▶ **Task to complete**
Only the first line of the listing and the lines after it, up to and including the one containing "the uppercase hex", should be retyped exactly.

▶ **Source information**
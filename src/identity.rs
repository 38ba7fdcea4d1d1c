//! Node Identity
//!
//! Every node owns a random 8-hex-character id, generated once and
//! persisted. The wire carries only its 16-bit hash; the uppercase hex
//! rendering of that hash is the human-shareable friend code.

use anyhow::Result;
use rand::Rng;

use crate::bluetooth::protocol::hash16;
use crate::persistence::KeyValueStore;

/// Store key holding the persistent node id.
pub const PEER_ID_KEY: &str = "mesh_peer_id";

/// Store key holding the display nickname.
pub const NICKNAME_KEY: &str = "mesh_nickname";

/// The local node's identity and everything derived from it.
#[derive(Debug, Clone)]
pub struct LocalIdentity {
    pub node_id: String,
    pub node_hash: u16,
    pub friend_code: String,
    pub nickname: String,
}

impl LocalIdentity {
    /// Load the persisted identity, generating and storing a fresh one on
    /// first run.
    pub fn load_or_create(store: &dyn KeyValueStore) -> Result<Self> {
        let node_id = match store.get_string(PEER_ID_KEY)? {
            Some(id) if !id.is_empty() => id,
            _ => {
                let id = generate_node_id();
                store.set_string(PEER_ID_KEY, &id)?;
                log::info!("generated new node id {id}");
                id
            }
        };

        let nickname = match store.get_string(NICKNAME_KEY)? {
            Some(name) if !name.is_empty() => name,
            _ => {
                let name = format!("user-{}", &node_id[..node_id.len().min(4)]);
                store.set_string(NICKNAME_KEY, &name)?;
                name
            }
        };

        let node_hash = hash16(&node_id);
        Ok(Self {
            node_id,
            node_hash,
            friend_code: friend_code_of(node_hash),
            nickname,
        })
    }
}

/// Random 8-hex-character node id.
pub fn generate_node_id() -> String {
    let value: u32 = rand::thread_rng().gen();
    format!("{value:08x}")
}

/// Uppercase 4-hex rendering of a node hash.
pub fn friend_code_of(node_hash: u16) -> String {
    format!("{node_hash:04X}")
}

/// Parse a shared friend code back into the node hash it renders.
pub fn parse_friend_code(code: &str) -> Option<u16> {
    let trimmed = code.trim();
    if trimmed.is_empty() || trimmed.len() > 4 {
        return None;
    }
    u16::from_str_radix(trimmed, 16).ok()
}

#[cfg(test)]
mod tests {
    use super::*;
    use crate::persistence::MemoryStore;

    #[test]
    fn identity_is_created_once_and_reloaded() {
        let store = MemoryStore::new();
        let first = LocalIdentity::load_or_create(&store).unwrap();
        let second = LocalIdentity::load_or_create(&store).unwrap();

        assert_eq!(first.node_id, second.node_id);
        assert_eq!(first.node_hash, second.node_hash);
        assert_eq!(first.node_id.len(), 8);
        assert!(first.node_id.chars().all(|c| c.is_ascii_hexdigit()));
    }

    #[test]
    fn friend_code_round_trips_through_parse() {
        let store = MemoryStore::new();
        let identity = LocalIdentity::load_or_create(&store).unwrap();

        assert_eq!(identity.friend_code.len(), 4);
        assert_eq!(
            parse_friend_code(&identity.friend_code),
            Some(identity.node_hash)
        );
        // Lowercase input parses to the same hash.
        assert_eq!(
            parse_friend_code(&identity.friend_code.to_lowercase()),
            Some(identity.node_hash)
        );
    }

    #[test]
    fn bad_friend_codes_are_rejected() {
        assert_eq!(parse_friend_code(""), None);
        assert_eq!(parse_friend_code("XYZ!"), None);
        assert_eq!(parse_friend_code("12345"), None);
    }

    #[test]
    fn default_nickname_is_derived_and_persisted() {
        let store = MemoryStore::new();
        let identity = LocalIdentity::load_or_create(&store).unwrap();
        assert!(identity.nickname.starts_with("user-"));
        assert_eq!(
            store.get_string(NICKNAME_KEY).unwrap(),
            Some(identity.nickname)
        );
    }
}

▶ **Output for this task**
filename src/identity.rs
repository 38ba7fdcea4d1d1c
//! Node Identity
//!
//! Every node owns a random 8-hex-character id, generated once and
//! persisted. The wire carries only its 16-bit hash; the uppercase hex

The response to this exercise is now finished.